**AIM OF THE EXERCISE**. Filter the entries below, keeping only lines with the word "TraceContextPropagator".

**THE DATA**.
----

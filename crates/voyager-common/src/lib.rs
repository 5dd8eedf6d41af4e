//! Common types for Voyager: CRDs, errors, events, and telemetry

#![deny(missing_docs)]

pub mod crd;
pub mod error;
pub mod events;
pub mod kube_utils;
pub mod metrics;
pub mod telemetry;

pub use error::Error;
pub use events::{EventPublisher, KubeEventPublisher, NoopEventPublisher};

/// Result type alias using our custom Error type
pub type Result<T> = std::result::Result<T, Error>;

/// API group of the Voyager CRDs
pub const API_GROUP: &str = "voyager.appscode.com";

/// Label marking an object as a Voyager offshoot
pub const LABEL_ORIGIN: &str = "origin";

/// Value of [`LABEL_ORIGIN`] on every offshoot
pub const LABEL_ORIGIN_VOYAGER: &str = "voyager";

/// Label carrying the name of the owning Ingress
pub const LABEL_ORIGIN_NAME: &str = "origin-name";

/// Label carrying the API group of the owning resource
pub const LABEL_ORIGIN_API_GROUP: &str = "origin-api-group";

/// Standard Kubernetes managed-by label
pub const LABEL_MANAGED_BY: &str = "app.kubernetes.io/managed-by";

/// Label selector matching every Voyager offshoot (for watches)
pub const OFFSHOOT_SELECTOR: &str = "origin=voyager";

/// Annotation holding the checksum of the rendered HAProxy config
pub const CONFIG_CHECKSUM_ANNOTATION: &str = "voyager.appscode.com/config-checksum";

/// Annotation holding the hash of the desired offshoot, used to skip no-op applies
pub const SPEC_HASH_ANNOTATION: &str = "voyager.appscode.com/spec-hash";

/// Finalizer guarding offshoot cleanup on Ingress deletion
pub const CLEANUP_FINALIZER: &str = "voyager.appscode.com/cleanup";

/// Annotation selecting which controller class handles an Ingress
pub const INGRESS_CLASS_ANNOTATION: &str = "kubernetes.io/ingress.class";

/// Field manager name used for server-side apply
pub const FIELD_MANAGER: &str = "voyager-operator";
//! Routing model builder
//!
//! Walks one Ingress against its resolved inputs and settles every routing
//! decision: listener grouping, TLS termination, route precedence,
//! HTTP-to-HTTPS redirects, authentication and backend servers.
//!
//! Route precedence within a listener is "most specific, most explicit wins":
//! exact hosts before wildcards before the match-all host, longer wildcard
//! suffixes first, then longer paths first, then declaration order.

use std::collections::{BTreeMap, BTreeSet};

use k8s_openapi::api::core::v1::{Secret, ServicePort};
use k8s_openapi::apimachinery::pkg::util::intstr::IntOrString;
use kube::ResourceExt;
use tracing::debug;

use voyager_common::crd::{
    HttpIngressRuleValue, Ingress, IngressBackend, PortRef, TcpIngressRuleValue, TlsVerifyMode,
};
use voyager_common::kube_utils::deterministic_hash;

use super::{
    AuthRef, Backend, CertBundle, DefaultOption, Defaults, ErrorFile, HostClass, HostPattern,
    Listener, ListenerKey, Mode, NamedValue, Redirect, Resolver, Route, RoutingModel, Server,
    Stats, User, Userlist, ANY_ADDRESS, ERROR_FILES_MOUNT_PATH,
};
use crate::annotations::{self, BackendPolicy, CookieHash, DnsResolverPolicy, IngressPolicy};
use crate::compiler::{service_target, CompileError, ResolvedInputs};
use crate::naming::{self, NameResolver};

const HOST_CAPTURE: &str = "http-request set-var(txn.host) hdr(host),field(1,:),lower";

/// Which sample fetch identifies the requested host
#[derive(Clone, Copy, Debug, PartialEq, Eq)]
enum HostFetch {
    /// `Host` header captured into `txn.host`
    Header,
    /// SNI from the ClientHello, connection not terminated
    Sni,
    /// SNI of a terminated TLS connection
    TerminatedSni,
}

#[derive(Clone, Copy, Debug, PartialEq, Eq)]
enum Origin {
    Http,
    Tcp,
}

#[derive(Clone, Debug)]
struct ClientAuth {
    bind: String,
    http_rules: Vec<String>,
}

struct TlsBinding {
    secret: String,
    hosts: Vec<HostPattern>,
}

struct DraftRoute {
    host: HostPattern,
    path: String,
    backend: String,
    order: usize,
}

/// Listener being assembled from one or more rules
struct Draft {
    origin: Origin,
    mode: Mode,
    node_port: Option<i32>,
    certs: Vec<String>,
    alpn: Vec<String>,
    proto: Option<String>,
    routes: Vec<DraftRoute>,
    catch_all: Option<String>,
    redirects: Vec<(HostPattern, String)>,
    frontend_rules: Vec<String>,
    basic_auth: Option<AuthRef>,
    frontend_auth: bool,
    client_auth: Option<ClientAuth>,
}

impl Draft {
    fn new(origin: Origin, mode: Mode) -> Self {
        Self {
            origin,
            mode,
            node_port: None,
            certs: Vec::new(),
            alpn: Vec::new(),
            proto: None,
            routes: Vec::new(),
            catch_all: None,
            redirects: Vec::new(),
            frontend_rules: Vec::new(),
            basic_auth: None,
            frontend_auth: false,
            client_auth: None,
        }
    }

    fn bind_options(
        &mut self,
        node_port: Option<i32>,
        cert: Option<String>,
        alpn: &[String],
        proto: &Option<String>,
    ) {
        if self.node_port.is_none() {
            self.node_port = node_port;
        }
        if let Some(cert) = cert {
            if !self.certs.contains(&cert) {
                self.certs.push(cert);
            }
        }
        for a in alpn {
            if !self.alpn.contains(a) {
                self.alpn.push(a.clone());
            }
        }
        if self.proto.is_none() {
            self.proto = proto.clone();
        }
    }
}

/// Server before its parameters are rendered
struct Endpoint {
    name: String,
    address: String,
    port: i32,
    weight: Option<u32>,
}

----

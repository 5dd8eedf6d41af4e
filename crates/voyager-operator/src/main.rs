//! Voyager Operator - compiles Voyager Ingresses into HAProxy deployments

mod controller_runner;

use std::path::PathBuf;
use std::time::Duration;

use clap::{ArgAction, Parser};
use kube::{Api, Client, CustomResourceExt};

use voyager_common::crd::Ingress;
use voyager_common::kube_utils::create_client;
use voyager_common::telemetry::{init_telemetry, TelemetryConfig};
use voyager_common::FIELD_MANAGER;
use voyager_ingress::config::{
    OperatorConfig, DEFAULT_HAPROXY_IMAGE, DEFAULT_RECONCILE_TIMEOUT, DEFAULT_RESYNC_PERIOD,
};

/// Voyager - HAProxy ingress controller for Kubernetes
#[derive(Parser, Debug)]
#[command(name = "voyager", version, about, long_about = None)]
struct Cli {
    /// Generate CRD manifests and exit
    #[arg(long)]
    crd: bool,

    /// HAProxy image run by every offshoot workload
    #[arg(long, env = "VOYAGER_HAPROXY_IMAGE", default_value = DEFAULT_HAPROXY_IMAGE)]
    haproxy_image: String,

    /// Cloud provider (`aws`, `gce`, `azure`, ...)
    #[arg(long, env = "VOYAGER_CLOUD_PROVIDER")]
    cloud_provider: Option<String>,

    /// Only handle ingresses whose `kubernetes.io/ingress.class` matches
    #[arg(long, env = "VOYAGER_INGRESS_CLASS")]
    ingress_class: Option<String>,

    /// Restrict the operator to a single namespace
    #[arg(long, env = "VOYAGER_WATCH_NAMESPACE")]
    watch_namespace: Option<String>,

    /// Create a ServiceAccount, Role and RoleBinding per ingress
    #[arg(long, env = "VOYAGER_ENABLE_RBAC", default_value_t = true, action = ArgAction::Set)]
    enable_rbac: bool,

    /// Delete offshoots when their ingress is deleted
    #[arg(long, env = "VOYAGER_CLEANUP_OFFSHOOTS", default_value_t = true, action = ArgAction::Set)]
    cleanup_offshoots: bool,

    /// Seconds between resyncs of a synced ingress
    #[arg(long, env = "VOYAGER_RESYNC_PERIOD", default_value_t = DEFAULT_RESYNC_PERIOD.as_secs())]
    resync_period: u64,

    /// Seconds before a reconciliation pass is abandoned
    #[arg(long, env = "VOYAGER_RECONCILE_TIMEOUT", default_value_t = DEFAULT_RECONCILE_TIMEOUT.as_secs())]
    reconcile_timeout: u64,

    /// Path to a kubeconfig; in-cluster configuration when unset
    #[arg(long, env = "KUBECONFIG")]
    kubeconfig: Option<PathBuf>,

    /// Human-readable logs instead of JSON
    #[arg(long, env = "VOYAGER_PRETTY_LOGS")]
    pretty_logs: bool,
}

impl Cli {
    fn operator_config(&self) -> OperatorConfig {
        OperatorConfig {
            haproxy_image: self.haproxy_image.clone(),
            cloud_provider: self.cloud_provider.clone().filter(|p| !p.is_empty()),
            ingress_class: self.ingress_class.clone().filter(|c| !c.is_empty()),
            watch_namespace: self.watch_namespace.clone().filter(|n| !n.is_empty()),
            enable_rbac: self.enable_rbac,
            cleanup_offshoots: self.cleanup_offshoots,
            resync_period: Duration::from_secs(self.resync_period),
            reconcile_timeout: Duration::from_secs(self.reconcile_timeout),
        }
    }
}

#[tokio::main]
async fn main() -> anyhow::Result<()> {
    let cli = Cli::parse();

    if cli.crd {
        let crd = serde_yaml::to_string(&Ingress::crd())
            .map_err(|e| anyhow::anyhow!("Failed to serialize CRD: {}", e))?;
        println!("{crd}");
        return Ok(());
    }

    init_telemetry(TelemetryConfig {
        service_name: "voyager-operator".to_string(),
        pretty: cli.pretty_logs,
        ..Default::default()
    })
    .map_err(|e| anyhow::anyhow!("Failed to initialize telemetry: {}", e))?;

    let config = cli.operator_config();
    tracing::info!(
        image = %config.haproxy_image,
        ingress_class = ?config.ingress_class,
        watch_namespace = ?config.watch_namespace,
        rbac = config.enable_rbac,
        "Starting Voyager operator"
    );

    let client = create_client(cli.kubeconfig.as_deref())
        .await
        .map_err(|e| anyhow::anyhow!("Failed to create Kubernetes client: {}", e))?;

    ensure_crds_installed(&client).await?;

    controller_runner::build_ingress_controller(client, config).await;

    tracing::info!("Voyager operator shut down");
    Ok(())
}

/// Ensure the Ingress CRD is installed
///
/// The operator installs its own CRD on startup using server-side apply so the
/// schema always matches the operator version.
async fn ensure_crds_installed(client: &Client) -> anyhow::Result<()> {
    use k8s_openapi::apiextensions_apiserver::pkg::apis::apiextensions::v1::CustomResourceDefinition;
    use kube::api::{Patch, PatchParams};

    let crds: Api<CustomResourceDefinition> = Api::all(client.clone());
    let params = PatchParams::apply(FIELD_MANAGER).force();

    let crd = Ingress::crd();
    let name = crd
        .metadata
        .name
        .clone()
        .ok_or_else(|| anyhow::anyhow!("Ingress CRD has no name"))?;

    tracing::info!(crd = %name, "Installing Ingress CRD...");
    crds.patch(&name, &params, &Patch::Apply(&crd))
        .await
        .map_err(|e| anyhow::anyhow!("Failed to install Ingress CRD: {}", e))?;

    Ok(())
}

----

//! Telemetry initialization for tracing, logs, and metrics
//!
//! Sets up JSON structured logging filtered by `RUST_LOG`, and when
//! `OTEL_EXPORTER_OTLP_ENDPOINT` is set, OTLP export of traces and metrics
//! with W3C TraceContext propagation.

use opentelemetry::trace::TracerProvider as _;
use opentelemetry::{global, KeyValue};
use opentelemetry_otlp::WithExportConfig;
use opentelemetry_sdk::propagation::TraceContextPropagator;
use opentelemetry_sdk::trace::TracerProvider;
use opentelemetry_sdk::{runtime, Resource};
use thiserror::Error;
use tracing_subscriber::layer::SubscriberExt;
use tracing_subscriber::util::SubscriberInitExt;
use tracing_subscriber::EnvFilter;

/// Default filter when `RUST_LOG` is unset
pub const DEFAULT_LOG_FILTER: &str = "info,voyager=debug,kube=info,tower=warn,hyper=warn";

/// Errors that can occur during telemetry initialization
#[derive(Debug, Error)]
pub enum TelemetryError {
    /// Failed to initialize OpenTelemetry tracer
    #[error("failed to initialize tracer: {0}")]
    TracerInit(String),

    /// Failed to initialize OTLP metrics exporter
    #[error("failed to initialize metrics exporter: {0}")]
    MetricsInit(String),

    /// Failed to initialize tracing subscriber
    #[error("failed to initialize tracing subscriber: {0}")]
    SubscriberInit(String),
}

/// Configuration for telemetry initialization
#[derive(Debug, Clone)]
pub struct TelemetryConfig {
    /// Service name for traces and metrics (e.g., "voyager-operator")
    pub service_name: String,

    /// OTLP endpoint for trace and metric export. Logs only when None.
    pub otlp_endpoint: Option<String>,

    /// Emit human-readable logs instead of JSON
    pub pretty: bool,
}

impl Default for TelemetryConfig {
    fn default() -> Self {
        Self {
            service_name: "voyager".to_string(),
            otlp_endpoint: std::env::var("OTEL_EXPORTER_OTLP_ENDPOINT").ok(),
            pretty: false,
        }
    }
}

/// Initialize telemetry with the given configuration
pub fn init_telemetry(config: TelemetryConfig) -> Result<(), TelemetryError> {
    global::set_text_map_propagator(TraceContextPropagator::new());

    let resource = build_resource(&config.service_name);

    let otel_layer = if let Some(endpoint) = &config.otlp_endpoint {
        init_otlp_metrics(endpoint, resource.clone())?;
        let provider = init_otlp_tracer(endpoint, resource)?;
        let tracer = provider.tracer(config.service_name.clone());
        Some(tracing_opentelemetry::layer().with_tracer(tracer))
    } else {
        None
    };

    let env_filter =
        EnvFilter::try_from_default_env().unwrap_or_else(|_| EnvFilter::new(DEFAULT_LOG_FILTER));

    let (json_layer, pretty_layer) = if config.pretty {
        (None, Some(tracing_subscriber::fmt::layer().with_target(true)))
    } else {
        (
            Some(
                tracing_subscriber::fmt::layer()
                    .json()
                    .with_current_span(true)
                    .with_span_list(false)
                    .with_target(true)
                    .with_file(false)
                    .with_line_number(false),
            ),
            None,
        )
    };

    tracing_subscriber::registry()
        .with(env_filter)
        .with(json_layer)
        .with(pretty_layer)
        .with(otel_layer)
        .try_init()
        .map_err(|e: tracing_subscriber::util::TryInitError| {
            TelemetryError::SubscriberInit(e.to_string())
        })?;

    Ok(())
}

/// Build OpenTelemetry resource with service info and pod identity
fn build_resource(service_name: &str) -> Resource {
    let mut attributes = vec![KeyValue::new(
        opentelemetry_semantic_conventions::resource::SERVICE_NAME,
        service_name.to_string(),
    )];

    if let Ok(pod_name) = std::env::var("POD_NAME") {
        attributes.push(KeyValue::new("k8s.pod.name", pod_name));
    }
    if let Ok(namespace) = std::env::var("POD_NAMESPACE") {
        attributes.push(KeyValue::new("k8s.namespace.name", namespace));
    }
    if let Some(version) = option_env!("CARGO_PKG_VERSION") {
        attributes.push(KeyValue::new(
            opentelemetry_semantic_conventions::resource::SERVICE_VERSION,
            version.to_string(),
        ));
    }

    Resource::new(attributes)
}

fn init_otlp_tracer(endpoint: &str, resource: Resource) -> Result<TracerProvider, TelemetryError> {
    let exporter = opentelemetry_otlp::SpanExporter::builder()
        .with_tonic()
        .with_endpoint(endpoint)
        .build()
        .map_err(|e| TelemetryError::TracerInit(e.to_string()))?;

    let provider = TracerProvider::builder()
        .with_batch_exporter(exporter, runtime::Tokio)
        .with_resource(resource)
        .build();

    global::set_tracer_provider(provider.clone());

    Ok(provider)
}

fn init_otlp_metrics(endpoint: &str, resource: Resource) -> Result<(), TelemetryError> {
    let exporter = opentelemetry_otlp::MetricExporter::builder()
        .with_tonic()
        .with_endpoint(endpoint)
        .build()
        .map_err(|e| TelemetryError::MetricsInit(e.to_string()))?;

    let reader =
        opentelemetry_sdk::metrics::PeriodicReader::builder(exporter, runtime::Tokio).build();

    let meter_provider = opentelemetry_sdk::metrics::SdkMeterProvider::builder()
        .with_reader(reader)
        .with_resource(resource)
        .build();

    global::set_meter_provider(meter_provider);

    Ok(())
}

----

**FINISHED EXERCISE**.
use opentelemetry_sdk::propagation::TraceContextPropagator;
    global::set_text_map_propagator(TraceContextPropagator::new());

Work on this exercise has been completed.